//! Theme flag: persisted in localStorage, mirrored onto `<body>` as the
//! `light-mode` class so the stylesheet and the rain painter can both
//! read it.

const STORAGE_KEY: &str = "theme";
const DARK_MARKER: &str = "dark-mode";
const LIGHT_MARKER: &str = "light-mode";

#[derive(Clone, Copy, PartialEq, Eq, Debug)]
pub enum Theme {
    Light,
    Dark,
}

impl Theme {
    /// Only the literal dark marker selects dark; anything else,
    /// including a missing value, falls back to light.
    pub fn from_marker(raw: Option<&str>) -> Theme {
        match raw {
            Some(DARK_MARKER) => Theme::Dark,
            _ => Theme::Light,
        }
    }

    pub fn marker(self) -> &'static str {
        match self {
            Theme::Dark => DARK_MARKER,
            Theme::Light => LIGHT_MARKER,
        }
    }

    pub fn toggled(self) -> Theme {
        match self {
            Theme::Light => Theme::Dark,
            Theme::Dark => Theme::Light,
        }
    }

    /// Glyph tint for the rain animation.
    pub fn rain_tint(self) -> &'static str {
        match self {
            Theme::Light => "rgba(45, 55, 72, 0.3)",
            Theme::Dark => "rgba(66, 153, 225, 0.3)",
        }
    }

    /// Translucent wash painted over the whole canvas each tick; the
    /// low alpha is what produces the fading trails.
    pub fn backdrop_wash(self) -> &'static str {
        match self {
            Theme::Light => "rgba(247, 250, 252, 0.25)",
            Theme::Dark => "rgba(26, 32, 44, 0.25)",
        }
    }
}

pub fn load() -> Theme {
    if let Some(window) = web_sys::window() {
        if let Ok(Some(storage)) = window.local_storage() {
            if let Ok(raw) = storage.get_item(STORAGE_KEY) {
                return Theme::from_marker(raw.as_deref());
            }
        }
    }
    Theme::Light
}

pub fn store(theme: Theme) {
    if let Some(window) = web_sys::window() {
        if let Ok(Some(storage)) = window.local_storage() {
            let _ = storage.set_item(STORAGE_KEY, theme.marker());
        }
    }
}

/// Mirror the theme onto the body class list.
pub fn apply(theme: Theme) {
    if let Some(body) = web_sys::window()
        .and_then(|w| w.document())
        .and_then(|d| d.body())
    {
        let classes = body.class_list();
        let _ = match theme {
            Theme::Light => classes.add_1(LIGHT_MARKER),
            Theme::Dark => classes.remove_1(LIGHT_MARKER),
        };
    }
}

/// Re-derive the theme from the body class list. The rain painter calls
/// this on every frame so an in-flight animation recolors the moment
/// the class flips.
pub fn current() -> Theme {
    let lit = web_sys::window()
        .and_then(|w| w.document())
        .and_then(|d| d.body())
        .map(|body| body.class_list().contains(LIGHT_MARKER))
        .unwrap_or(false);
    if lit {
        Theme::Light
    } else {
        Theme::Dark
    }
}

#[cfg(test)]
mod tests {
    use super::*;

    #[test]
    fn only_the_dark_marker_selects_dark() {
        assert_eq!(Theme::from_marker(Some("dark-mode")), Theme::Dark);
        assert_eq!(Theme::from_marker(Some("light-mode")), Theme::Light);
        assert_eq!(Theme::from_marker(Some("midnight")), Theme::Light);
        assert_eq!(Theme::from_marker(None), Theme::Light);
    }

    #[test]
    fn marker_round_trips() {
        for theme in [Theme::Light, Theme::Dark] {
            assert_eq!(Theme::from_marker(Some(theme.marker())), theme);
        }
    }

    #[test]
    fn toggling_twice_is_identity() {
        assert_eq!(Theme::Light.toggled(), Theme::Dark);
        assert_eq!(Theme::Dark.toggled().toggled(), Theme::Dark);
    }
}
//! Risk-profile quiz: one selected choice maps to one fixed verdict.

pub const SELECT_PROMPT: &str = "Please select an option.";

#[derive(Clone, Copy, PartialEq, Eq, Debug)]
pub enum RiskProfile {
    Aggressive,
    Moderate,
    Conservative,
}

impl RiskProfile {
    pub const ALL: [RiskProfile; 3] = [
        RiskProfile::Aggressive,
        RiskProfile::Moderate,
        RiskProfile::Conservative,
    ];

    pub fn value(self) -> &'static str {
        match self {
            RiskProfile::Aggressive => "aggressive",
            RiskProfile::Moderate => "moderate",
            RiskProfile::Conservative => "conservative",
        }
    }

    pub fn from_value(raw: &str) -> Option<RiskProfile> {
        Self::ALL.into_iter().find(|p| p.value() == raw)
    }

    /// The radio option shown to the reader.
    pub fn label(self) -> &'static str {
        match self {
            RiskProfile::Aggressive => "A 20% market dip is a buying opportunity",
            RiskProfile::Moderate => "I stay invested but stop adding money in a dip",
            RiskProfile::Conservative => "I would sell to protect what I have",
        }
    }

    pub fn verdict(self) -> &'static str {
        match self {
            RiskProfile::Aggressive => {
                "You have an Aggressive risk profile. You see market dips as opportunities."
            }
            RiskProfile::Moderate => {
                "You have a Moderate risk profile. You are cautious but optimistic for the long term."
            }
            RiskProfile::Conservative => {
                "You have a Conservative risk profile. You prioritize capital protection over high returns."
            }
        }
    }
}

#[cfg(test)]
mod tests {
    use super::*;

    #[test]
    fn every_value_round_trips() {
        for profile in RiskProfile::ALL {
            assert_eq!(RiskProfile::from_value(profile.value()), Some(profile));
        }
    }

    #[test]
    fn unknown_values_map_to_nothing() {
        assert_eq!(RiskProfile::from_value("reckless"), None);
        assert_eq!(RiskProfile::from_value(""), None);
    }

    #[test]
    fn verdicts_are_the_fixed_sentences() {
        assert_eq!(
            RiskProfile::Aggressive.verdict(),
            "You have an Aggressive risk profile. You see market dips as opportunities."
        );
        assert_eq!(
            RiskProfile::Moderate.verdict(),
            "You have a Moderate risk profile. You are cautious but optimistic for the long term."
        );
        assert_eq!(
            RiskProfile::Conservative.verdict(),
            "You have a Conservative risk profile. You prioritize capital protection over high returns."
        );
    }
}
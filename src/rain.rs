//! Decorative falling-glyph animation on the home page canvas.
//!
//! One integer cursor per 16px column. Each tick washes the whole
//! canvas with a translucent backdrop (fading trails), draws one random
//! glyph per column at its cursor, then advances the cursor. A cursor
//! past the bottom edge resets to the top with a small probability, so
//! the columns desynchronize instead of restarting cleanly.

use std::cell::RefCell;
use std::rc::Rc;

use gloo_timers::callback::Interval;
use wasm_bindgen::JsCast;
use web_sys::{CanvasRenderingContext2d, HtmlCanvasElement};

use crate::theme;

const TICK_MS: u32 = 80;
const GLYPH_PX: u32 = 16;
const GLYPHS: [&str; 2] = ["₹", "$"];
// Visually tuned: keep falling past the edge unless random() clears this.
const RESET_HOLD: f64 = 0.975;

/// A running animation. Dropping it cancels the ticker, so the owner
/// restarts by replacing the value, which keeps at most one session
/// alive.
pub struct RainAnimation {
    _ticker: Interval,
}

impl RainAnimation {
    /// Size the canvas to the window, reset every column cursor to 1
    /// and start the tick timer.
    pub fn start(canvas: HtmlCanvasElement) -> Option<RainAnimation> {
        let window = web_sys::window()?;
        let width = window.inner_width().ok()?.as_f64()? as u32;
        let height = window.inner_height().ok()?.as_f64()? as u32;
        canvas.set_width(width);
        canvas.set_height(height);

        let ctx = canvas
            .get_context("2d")
            .ok()
            .flatten()?
            .dyn_into::<CanvasRenderingContext2d>()
            .ok()?;

        let columns = (width / GLYPH_PX) as usize;
        let drops = Rc::new(RefCell::new(vec![1u32; columns]));

        let ticker = Interval::new(TICK_MS, move || {
            paint(&ctx, &canvas, &mut drops.borrow_mut());
        });
        Some(RainAnimation { _ticker: ticker })
    }
}

fn paint(ctx: &CanvasRenderingContext2d, canvas: &HtmlCanvasElement, drops: &mut [u32]) {
    let width = canvas.width() as f64;
    let height = canvas.height() as f64;
    // Palette comes from the live body class, not a captured theme, so
    // a toggle recolors the frame already in flight.
    let palette = theme::current();

    ctx.set_fill_style_str(palette.backdrop_wash());
    ctx.fill_rect(0.0, 0.0, width, height);

    ctx.set_fill_style_str(palette.rain_tint());
    ctx.set_font("16px monospace");

    for (col, cursor) in drops.iter_mut().enumerate() {
        let glyph = GLYPHS[pick_index(GLYPHS.len())];
        let x = (col as u32 * GLYPH_PX) as f64;
        let y = (*cursor * GLYPH_PX) as f64;
        let _ = ctx.fill_text(glyph, x, y);

        if y > height && js_sys::Math::random() > RESET_HOLD {
            *cursor = 0;
        }
        *cursor += 1;
    }
}

fn pick_index(len: usize) -> usize {
    ((js_sys::Math::random() * len as f64) as usize).min(len - 1)
}
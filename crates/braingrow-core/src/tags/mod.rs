//! Tendency tag catalog and selection reconciliation.
//!
//! This module maps the legacy free-form "tendency" preference signal onto a
//! structured board/topic selection and serializes user edits back out for
//! persistence. All operations are pure and total: malformed input degrades
//! to a best-effort fallback instead of propagating errors.

pub mod catalog;
pub mod repository;
pub mod selection;
pub mod tendency;

pub use catalog::{TagCatalog, display_name};
pub use repository::{TagCatalogRepository, TendencyRepository};
pub use selection::{SelectionState, TendencyPayload, TendencySelection};
pub use tendency::{TendencyTokens, tokenize};
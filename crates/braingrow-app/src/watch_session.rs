//! Watch-page session: a video plus its Ask-AI chat transcript.

use serde::Serialize;

use braingrow_core::chat::{ChatMarkdownRenderer, ChatMessage, ChatRole, MathTypesetter, Transcript};
use braingrow_core::video::{Video, VideoAssistant};

/// A transcript message rendered to trusted display markup.
#[derive(Debug, Clone, PartialEq, Eq, Serialize)]
pub struct RenderedMessage {
    pub role: ChatRole,
    /// Pre-sanitized markup, safe to inject verbatim.
    pub html: String,
}

/// View-model for a single watch session.
///
/// The transcript is append-only: asking a question always appends the
/// user turn, then appends either the assistant's answer or the failure
/// text as an assistant turn, so the user's message is never dropped.
#[derive(Debug)]
pub struct WatchSession {
    video: Video,
    transcript: Transcript,
}

impl WatchSession {
    /// Starts a session for the given video with an empty transcript.
    pub fn new(video: Video) -> Self {
        Self {
            video,
            transcript: Transcript::new(),
        }
    }

    /// The video being watched.
    pub fn video(&self) -> &Video {
        &self.video
    }

    /// Embed URL when the video plays through YouTube.
    pub fn youtube_embed_url(&self) -> Option<String> {
        self.video.youtube_embed_url()
    }

    /// The raw transcript in append order.
    pub fn transcript(&self) -> &[ChatMessage] {
        self.transcript.messages()
    }

    /// Sends a question to the assistant. Blank questions are ignored.
    /// Returns whether a question was actually sent.
    pub async fn ask(&mut self, assistant: &dyn VideoAssistant, question: &str) -> bool {
        let question = question.trim();
        if question.is_empty() {
            return false;
        }

        self.transcript.push(ChatMessage::user(question));
        match assistant.ask(&self.video.id, question).await {
            Ok(answer) => self.transcript.push(ChatMessage::assistant(answer)),
            Err(err) => {
                tracing::warn!(video_id = %self.video.id, error = %err, "ask failed");
                self.transcript.push(ChatMessage::assistant(err.to_string()));
            }
        }
        true
    }

    /// Renders the whole transcript to display markup.
    pub fn rendered_transcript(&self, typesetter: &dyn MathTypesetter) -> Vec<RenderedMessage> {
        let renderer = ChatMarkdownRenderer::new(typesetter);
        self.transcript
            .messages()
            .iter()
            .map(|message| RenderedMessage {
                role: message.role,
                html: renderer.render(&message.text),
            })
            .collect()
    }
}
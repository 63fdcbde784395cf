//! Restricted-markdown renderer for chat messages.
//!
//! Converts the dialect the assistant replies in (bold, inline code,
//! ordered/unordered lists, inline `$...$` math) into sanitized display
//! markup. Message text is HTML-escaped; only the math collaborator's
//! output is inserted as trusted markup.
//!
//! Ordering invariant: math spans are extracted before escaping, and the
//! bold/code substitutions run only on already-escaped text. Otherwise
//! literal `<`/`&` inside bold or code spans would be misinterpreted, and
//! the math markup would be corrupted by the inline regexes.
//!
//! The transform is total but not idempotent: it is applied exactly once
//! per raw message, never to already-rendered output.

use once_cell::sync::Lazy;
use regex::{Captures, Regex};

use super::math::MathTypesetter;

static ORDERED_ITEM: Lazy<Regex> = Lazy::new(|| Regex::new(r"^\d+\.\s+(.*)$").unwrap());
static UNORDERED_ITEM: Lazy<Regex> = Lazy::new(|| Regex::new(r"^[-*]\s+(.*)$").unwrap());
static MATH_SPAN: Lazy<Regex> = Lazy::new(|| Regex::new(r"\$([^$\n]+)\$").unwrap());
static BOLD_SPAN: Lazy<Regex> = Lazy::new(|| Regex::new(r"\*\*([^*]+)\*\*").unwrap());
static CODE_SPAN: Lazy<Regex> = Lazy::new(|| Regex::new(r"`([^`]+)`").unwrap());

// Placeholder delimiters for extracted math spans. Private-use characters:
// escaping leaves them alone and the bold/code regexes cannot produce them.
const MATH_OPEN: char = '\u{e000}';
const MATH_CLOSE: char = '\u{e001}';

/// Escapes the characters HTML assigns meaning to, neutralizing any
/// literal markup in message text.
pub fn escape_html(text: &str) -> String {
    let mut escaped = String::with_capacity(text.len());
    for ch in text.chars() {
        match ch {
            '&' => escaped.push_str("&amp;"),
            '<' => escaped.push_str("&lt;"),
            '>' => escaped.push_str("&gt;"),
            '"' => escaped.push_str("&quot;"),
            '\'' => escaped.push_str("&#39;"),
            _ => escaped.push(ch),
        }
    }
    escaped
}

#[derive(Debug, Clone, Copy, PartialEq, Eq)]
enum ListKind {
    Ordered,
    Unordered,
}

impl ListKind {
    fn tags(self) -> (&'static str, &'static str) {
        match self {
            Self::Ordered => ("<ol>", "</ol>"),
            Self::Unordered => ("<ul>", "</ul>"),
        }
    }
}

/// Renders chat messages to sanitized display markup.
pub struct ChatMarkdownRenderer<'a> {
    typesetter: &'a dyn MathTypesetter,
}

impl<'a> ChatMarkdownRenderer<'a> {
    /// Creates a renderer delegating math spans to the given typesetter.
    pub fn new(typesetter: &'a dyn MathTypesetter) -> Self {
        Self { typesetter }
    }

    /// Renders one raw message to display markup.
    ///
    /// Single left-to-right pass over lines: consecutive list items of the
    /// same kind accumulate into one list, a blank line or a kind switch
    /// flushes, and every other non-empty line becomes a paragraph.
    pub fn render(&self, text: &str) -> String {
        let mut out = String::new();
        let mut pending: Vec<String> = Vec::new();
        let mut kind: Option<ListKind> = None;

        for line in text.lines() {
            let line = line.trim();
            if line.is_empty() {
                self.flush_list(&mut out, &mut pending, &mut kind);
                continue;
            }

            if let Some(caps) = ORDERED_ITEM.captures(line) {
                self.push_item(&mut out, &mut pending, &mut kind, ListKind::Ordered, &caps[1]);
                continue;
            }
            if let Some(caps) = UNORDERED_ITEM.captures(line) {
                self.push_item(
                    &mut out,
                    &mut pending,
                    &mut kind,
                    ListKind::Unordered,
                    &caps[1],
                );
                continue;
            }

            self.flush_list(&mut out, &mut pending, &mut kind);
            out.push_str("<p>");
            out.push_str(&self.render_inline(line));
            out.push_str("</p>");
        }

        self.flush_list(&mut out, &mut pending, &mut kind);
        out
    }

    fn push_item(
        &self,
        out: &mut String,
        pending: &mut Vec<String>,
        kind: &mut Option<ListKind>,
        item_kind: ListKind,
        item_text: &str,
    ) {
        if *kind != Some(item_kind) {
            self.flush_list(out, pending, kind);
            *kind = Some(item_kind);
        }
        pending.push(format!("<li>{}</li>", self.render_inline(item_text)));
    }

    fn flush_list(&self, out: &mut String, pending: &mut Vec<String>, kind: &mut Option<ListKind>) {
        if let Some(list_kind) = kind.take() {
            if !pending.is_empty() {
                let (open, close) = list_kind.tags();
                out.push_str(open);
                for item in pending.drain(..) {
                    out.push_str(&item);
                }
                out.push_str(close);
            }
        }
    }

    /// Inline pipeline: math extraction, escaping, bold/code on the
    /// escaped text, then placeholder substitution.
    fn render_inline(&self, text: &str) -> String {
        let mut math_markup: Vec<String> = Vec::new();
        let extracted = MATH_SPAN.replace_all(text, |caps: &Captures| {
            let markup = self.typesetter.render_lenient(&caps[1]);
            let token = format!("{}{}{}", MATH_OPEN, math_markup.len(), MATH_CLOSE);
            math_markup.push(markup);
            token
        });

        let mut line = escape_html(&extracted);
        line = BOLD_SPAN
            .replace_all(&line, "<strong>$1</strong>")
            .into_owned();
        line = CODE_SPAN.replace_all(&line, "<code>$1</code>").into_owned();

        for (index, markup) in math_markup.iter().enumerate() {
            let token = format!("{}{}{}", MATH_OPEN, index, MATH_CLOSE);
            line = line.replace(&token, markup);
        }
        line
    }
}

#[cfg(test)]
mod tests {
    use super::*;
    use crate::chat::math::InlineMathTypesetter;

    fn render(text: &str) -> String {
        let typesetter = InlineMathTypesetter::new();
        ChatMarkdownRenderer::new(&typesetter).render(text)
    }

    #[test]
    fn test_plain_lines_become_paragraphs() {
        assert_eq!(render("hello"), "<p>hello</p>");
        assert_eq!(render("one\ntwo"), "<p>one</p><p>two</p>");
    }

    #[test]
    fn test_bold_code_and_math_inline() {
        let html = render("**bold** and `code` and $x^2$");
        assert!(html.contains("<strong>bold</strong>"));
        assert!(html.contains("<code>code</code>"));
        assert!(html.contains("<span class=\"math-inline\">x^2</span>"));
        assert!(!html.contains('$'));
    }

    #[test]
    fn test_literal_markup_is_escaped() {
        let html = render("<script>alert(1)</script>");
        assert!(html.contains("&lt;script&gt;"));
        assert!(!html.contains("<script>"));
    }

    #[test]
    fn test_markup_inside_bold_and_code_stays_escaped() {
        let html = render("**a<b** and `x & y`");
        assert!(html.contains("<strong>a&lt;b</strong>"));
        assert!(html.contains("<code>x &amp; y</code>"));
    }

    #[test]
    fn test_ordered_list_accumulates() {
        let html = render("1. a\n2. b");
        assert_eq!(html, "<ol><li>a</li><li>b</li></ol>");
    }

    #[test]
    fn test_unordered_list_markers() {
        assert_eq!(render("- a\n* b"), "<ul><li>a</li><li>b</li></ul>");
    }

    #[test]
    fn test_list_kind_switch_flushes() {
        let html = render("1. a\n2. b\n\n- c");
        assert_eq!(html, "<ol><li>a</li><li>b</li></ol><ul><li>c</li></ul>");
    }

    #[test]
    fn test_paragraph_flushes_pending_list() {
        let html = render("- a\nplain");
        assert_eq!(html, "<ul><li>a</li></ul><p>plain</p>");
    }

    #[test]
    fn test_blank_lines_produce_nothing() {
        assert_eq!(render("\n\n   \n"), "");
    }

    #[test]
    fn test_math_markup_is_not_double_escaped() {
        let html = render("see $a<b$ here");
        // The typesetter escaped the expression once; the renderer must
        // not escape the surrounding span tags.
        assert!(html.contains("<span class=\"math-inline\">a&lt;b</span>"));
    }

    #[test]
    fn test_unmatched_dollar_is_plain_text() {
        let html = render("costs $5 total");
        assert!(html.contains("$5"));
    }

    #[test]
    fn test_list_items_render_inline_markup() {
        let html = render("1. **bold** item");
        assert_eq!(html, "<ol><li><strong>bold</strong> item</li></ol>");
    }
}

Your task:
Extract every line of the records above that contains the word "else".

Your solution:
    /// Only the literal dark marker selects dark; anything else,
    } else {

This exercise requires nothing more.